Here is both an indispensable learning tool and a delightful journey into the art of the poem—a chance for new poets and readers of poetry to grasp the fundamentals, and for experienced poets and readers to rediscover excellent works in all their fascinating detail.
Portions of this book have appeared in The New Yorker, The New York Times, and The New York Review of Books.
PUBLISHERS WEEKLY
Poet and novelist Leithauser (The Promise of Elsewhere) brilliantly elucidates poetry for "the reader who loves words and literature, but maybe feels some trepidation... on confronting a poem on a page." He maintains that a society's literary health can be gauged by the vigor of its poetry and those who read it, and explores the craftwork of several poets, playwrights, and songwriters.

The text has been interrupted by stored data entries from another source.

//! Course Service
//!
//! Handles course listing, lookup, creation, update and deletion.

use std::sync::Arc;

use async_trait::async_trait;

use crate::domain::{
    normalize_name, Course, CourseFilter, CourseNameError, CoursePatch, CourseRepository,
    NewCourse,
};
use crate::shared::error::AppError;

/// Course service trait
#[async_trait]
pub trait CourseService: Send + Sync {
    /// List courses matching the filter
    async fn list_courses(&self, filter: CourseFilter) -> Result<Vec<Course>, CourseError>;

    /// Get course by ID
    async fn get_course(&self, course_id: i64) -> Result<Course, CourseError>;

    /// Create a new course
    async fn create_course(&self, request: CreateCourseDto) -> Result<Course, CourseError>;

    /// Update the supplied fields of a course
    async fn update_course(
        &self,
        course_id: i64,
        update: UpdateCourseDto,
    ) -> Result<Course, CourseError>;

    /// Delete a course
    async fn delete_course(&self, course_id: i64) -> Result<(), CourseError>;
}

/// Create course request
#[derive(Debug, Clone)]
pub struct CreateCourseDto {
    pub name: String,
}

/// Update course request
#[derive(Debug, Clone, Default)]
pub struct UpdateCourseDto {
    pub name: Option<String>,
}

/// Course service errors
#[derive(Debug, thiserror::Error)]
pub enum CourseError {
    #[error("Course {0} not found")]
    NotFound(i64),

    #[error("Invalid {field}: {reason}")]
    Invalid {
        field: &'static str,
        reason: CourseNameError,
    },

    #[error("Internal error: {0}")]
    Internal(String),
}

impl From<AppError> for CourseError {
    fn from(err: AppError) -> Self {
        CourseError::Internal(err.to_string())
    }
}

fn checked_name(raw: &str) -> Result<String, CourseError> {
    normalize_name(raw).map_err(|reason| CourseError::Invalid {
        field: "name",
        reason,
    })
}

/// CourseService implementation
pub struct CourseServiceImpl<R>
where
    R: CourseRepository + ?Sized,
{
    course_repo: Arc<R>,
}

impl<R> CourseServiceImpl<R>
where
    R: CourseRepository + ?Sized,
{
    pub fn new(course_repo: Arc<R>) -> Self {
        Self { course_repo }
    }
}

#[async_trait]
impl<R> CourseService for CourseServiceImpl<R>
where
    R: CourseRepository + ?Sized + 'static,
{
    async fn list_courses(&self, filter: CourseFilter) -> Result<Vec<Course>, CourseError> {
        let courses = self.course_repo.list(&filter).await?;
        tracing::debug!(?filter, count = courses.len(), "Listed courses");
        Ok(courses)
    }

    async fn get_course(&self, course_id: i64) -> Result<Course, CourseError> {
        self.course_repo
            .find_by_id(course_id)
            .await?
            .ok_or(CourseError::NotFound(course_id))
    }

    async fn create_course(&self, request: CreateCourseDto) -> Result<Course, CourseError> {
        let course = NewCourse {
            name: checked_name(&request.name)?,
        };

        let created = self.course_repo.create(&course).await?;
        tracing::info!(
            course_id = created.id,
            backend = self.course_repo.backend(),
            "Course created"
        );
        Ok(created)
    }

    async fn update_course(
        &self,
        course_id: i64,
        update: UpdateCourseDto,
    ) -> Result<Course, CourseError> {
        let patch = CoursePatch {
            name: update.name.as_deref().map(checked_name).transpose()?,
        };

        if patch.is_empty() {
            return self.get_course(course_id).await;
        }

        let updated = self
            .course_repo
            .update(course_id, &patch)
            .await?
            .ok_or(CourseError::NotFound(course_id))?;
        tracing::info!(course_id, "Course updated");
        Ok(updated)
    }

    async fn delete_course(&self, course_id: i64) -> Result<(), CourseError> {
        if !self.course_repo.delete(course_id).await? {
            return Err(CourseError::NotFound(course_id));
        }
        tracing::info!(course_id, "Course deleted");
        Ok(())
    }
}
//! Middleware
//!
//! Tower middleware for request processing.

pub mod cors;
pub mod logging;
pub mod metrics;

pub use cors::create_cors_layer;
pub use logging::create_trace_layer;
pub use metrics::track_http_metrics;
use std::future::Future;

use crate::envelope::ResponseEnvelope;
use crate::error::ClientError;
use crate::models::{Record, RecordId};

/// Async access to the user collection.
///
/// Reads return data directly; writes return the server's
/// [`ResponseEnvelope`], which the caller must check before trusting its
/// `record` or `id`. An `Err` means no usable reply arrived at all.
pub trait RecordService {
    fn list(&self) -> impl Future<Output = Result<Vec<Record>, ClientError>>;

    fn get(&self, id: RecordId) -> impl Future<Output = Result<Record, ClientError>>;

    fn create(
        &self,
        record: &Record,
    ) -> impl Future<Output = Result<ResponseEnvelope, ClientError>>;

    fn update(
        &self,
        id: RecordId,
        record: &Record,
    ) -> impl Future<Output = Result<ResponseEnvelope, ClientError>>;

    fn delete(&self, id: RecordId) -> impl Future<Output = Result<ResponseEnvelope, ClientError>>;
}
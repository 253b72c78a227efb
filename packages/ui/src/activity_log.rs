//! A running history of what the app asked the API and how it went.
//!
//! Each entry is one request: method, target URL and a one-line outcome. The
//! panel can narrow the list to failures.

use dioxus::prelude::*;

/// Oldest entries are dropped past this.
pub const MAX_ENTRIES: usize = 200;

#[derive(Clone, Copy, Debug, PartialEq, Eq)]
pub enum LogLevel {
    Info,
    Success,
    Warning,
    Error,
}

impl LogLevel {
    pub fn is_failure(self) -> bool {
        matches!(self, LogLevel::Warning | LogLevel::Error)
    }

    pub fn css_class(self) -> &'static str {
        match self {
            LogLevel::Error => "activity-log-entry error",
            LogLevel::Warning => "activity-log-entry warning",
            LogLevel::Success => "activity-log-entry success",
            LogLevel::Info => "activity-log-entry info",
        }
    }
}

#[derive(Clone, Debug, PartialEq)]
pub struct LogEntry {
    /// Local wall-clock `HH:MM:SS`. Only the browser build has a clock to read,
    /// so this is `None` in native builds and tests.
    pub timestamp: Option<String>,
    pub level: LogLevel,
    /// `GET`, `POST`, `PUT` or `DELETE`.
    pub method: &'static str,
    pub target: String,
    pub outcome: String,
}

#[derive(Clone, Debug, Default)]
pub struct ActivityLog {
    pub entries: Vec<LogEntry>,
    pub visible: bool,
    pub failures_only: bool,
}

impl ActivityLog {
    pub fn push(&mut self, level: LogLevel, method: &'static str, target: &str, outcome: &str) {
        self.entries.push(LogEntry {
            timestamp: current_time(),
            level,
            method,
            target: target.to_string(),
            outcome: outcome.to_string(),
        });
        if self.entries.len() > MAX_ENTRIES {
            let excess = self.entries.len() - MAX_ENTRIES;
            self.entries.drain(..excess);
        }
    }

    pub fn failure_count(&self) -> usize {
        self.entries.iter().filter(|e| e.level.is_failure()).count()
    }

    /// Newest first, honoring the failures-only filter.
    pub fn shown(&self) -> Vec<LogEntry> {
        self.entries
            .iter()
            .rev()
            .filter(|e| !self.failures_only || e.level.is_failure())
            .cloned()
            .collect()
    }
}

pub fn use_activity_log() -> Signal<ActivityLog> {
    use_context::<Signal<ActivityLog>>()
}

/// Record one request in the log and mirror it to `tracing`.
pub fn log_request(
    log: &mut Signal<ActivityLog>,
    level: LogLevel,
    method: &'static str,
    target: &str,
    outcome: &str,
) {
    match level {
        LogLevel::Error => tracing::error!("{method} {target}: {outcome}"),
        LogLevel::Warning => tracing::warn!("{method} {target}: {outcome}"),
        LogLevel::Info | LogLevel::Success => tracing::info!("{method} {target}: {outcome}"),
    }
    log.write().push(level, method, target, outcome);
}

#[cfg(target_arch = "wasm32")]
fn current_time() -> Option<String> {
    let date = js_sys::Date::new_0();
    let h = date.get_hours();
    let m = date.get_minutes();
    let s = date.get_seconds();
    Some(format!("{h:02}:{m:02}:{s:02}"))
}

#[cfg(not(target_arch = "wasm32"))]
fn current_time() -> Option<String> {
    None
}

#[cfg(test)]
mod tests {
    use super::*;

    #[test]
    fn test_log_is_capped() {
        let mut log = ActivityLog::default();
        for i in 0..MAX_ENTRIES + 5 {
            log.push(LogLevel::Info, "GET", "/v1/api/user", &format!("entry {i}"));
        }
        assert_eq!(log.entries.len(), MAX_ENTRIES);
        assert_eq!(log.entries[0].outcome, "entry 5");
        assert_eq!(log.failure_count(), 0);

        log.push(LogLevel::Error, "DELETE", "/v1/api/user/3", "delete failed");
        assert_eq!(log.failure_count(), 1);
    }

    #[test]
    fn test_failures_only_filter() {
        let mut log = ActivityLog::default();
        log.push(LogLevel::Success, "GET", "/v1/api/user", "Loaded 2 users");
        log.push(LogLevel::Warning, "GET", "/v1/api/user/9", "user 9 not found");
        log.push(LogLevel::Success, "PUT", "/v1/api/user/1", "Saved user 1");

        let all: Vec<&str> = log.shown().iter().map(|e| e.method).collect();
        assert_eq!(all, ["PUT", "GET", "GET"]);

        log.failures_only = true;
        let shown = log.shown();
        assert_eq!(shown.len(), 1);
        assert_eq!(shown[0].target, "/v1/api/user/9");
        assert_eq!(log.failure_count(), 1);
    }

    #[test]
    fn test_native_entries_have_no_timestamp() {
        let mut log = ActivityLog::default();
        log.push(LogLevel::Info, "GET", "/v1/api/user", "ok");
        assert_eq!(log.entries[0].timestamp, None);
    }
}
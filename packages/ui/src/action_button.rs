use dioxus::prelude::*;

/// A labeled button that calls `on_click`.
#[component]
pub fn ActionButton(
    label: String,
    on_click: EventHandler<()>,
    #[props(default)] disabled: bool,
    #[props(default = "".to_string())] class: String,
) -> Element {
    rsx! {
        button {
            class: "action-button {class}",
            r#type: "button",
            disabled: disabled,
            onclick: move |_| on_click.call(()),
            "{label}"
        }
    }
}
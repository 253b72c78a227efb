use dioxus::prelude::*;
use records::{humanize, RecordCollection, RecordId};

use crate::icons::FaTrashCan;
use crate::{Icon, RECORDS_CSS};

/// Listing table: one column per field, a link to each user, and a delete
/// control. Deleting only asks; the owner removes the row once the server
/// confirms.
#[component]
pub fn RecordTable(
    users: RecordCollection,
    on_select: EventHandler<RecordId>,
    on_delete: EventHandler<RecordId>,
    #[props(default)] deleting: Option<RecordId>,
) -> Element {
    let columns = users.columns();
    let rows: Vec<(RecordId, Vec<String>, String)> = users
        .iter()
        .filter_map(|record| {
            let id = record.id?;
            let cells = columns.iter().map(|c| record.display(c)).collect();
            let name = record.display("name");
            let link = if name.is_empty() { format!("user {id}") } else { name };
            Some((id, cells, link))
        })
        .collect();

    rsx! {
        document::Stylesheet { href: RECORDS_CSS }
        table {
            class: "record-table",
            thead {
                tr {
                    for column in columns.iter() {
                        th { key: "{column}", {humanize(column)} }
                    }
                    th {}
                    th {}
                }
            }
            tbody {
                for (id, cells, link) in rows {
                    tr {
                        key: "{id}",
                        for (i, cell) in cells.into_iter().enumerate() {
                            td { key: "{i}", "{cell}" }
                        }
                        td {
                            a {
                                href: "/user/{id}",
                                onclick: move |evt: MouseEvent| {
                                    evt.prevent_default();
                                    on_select.call(id);
                                },
                                "{link}"
                            }
                        }
                        td {
                            button {
                                class: "record-delete",
                                title: "Delete user",
                                disabled: deleting == Some(id),
                                onclick: move |_| on_delete.call(id),
                                Icon { icon: FaTrashCan, width: 14, height: 14 }
                            }
                        }
                    }
                }
            }
        }
    }
}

In doing so, he delineates the building blocks of poetry, such as stanzas, meter, and rhyme, along the way tracing the internal rhymes in Robert Frost's work; calling Shakespeare's blank verse "stately yet pliable, solid without being stolid"; and extolling Stephen Sondheim as "Byron's progeny." Leithauser facilitates a deep appreciation of the craft without slipping into academic jargon, and his own prose is lyrical, as when he describes a poem as "a compact sonic parade, marching clamorously through the tunnel of the ear canal, an ever-shifting zone of commotion in which the most recent sounds serially dominate." His writing is a joy to read, as is his message that poetry can benefit one's mind—the first message of all poems, he writes, is to "slow down." Readers ready to discover the power of poetry need look no further.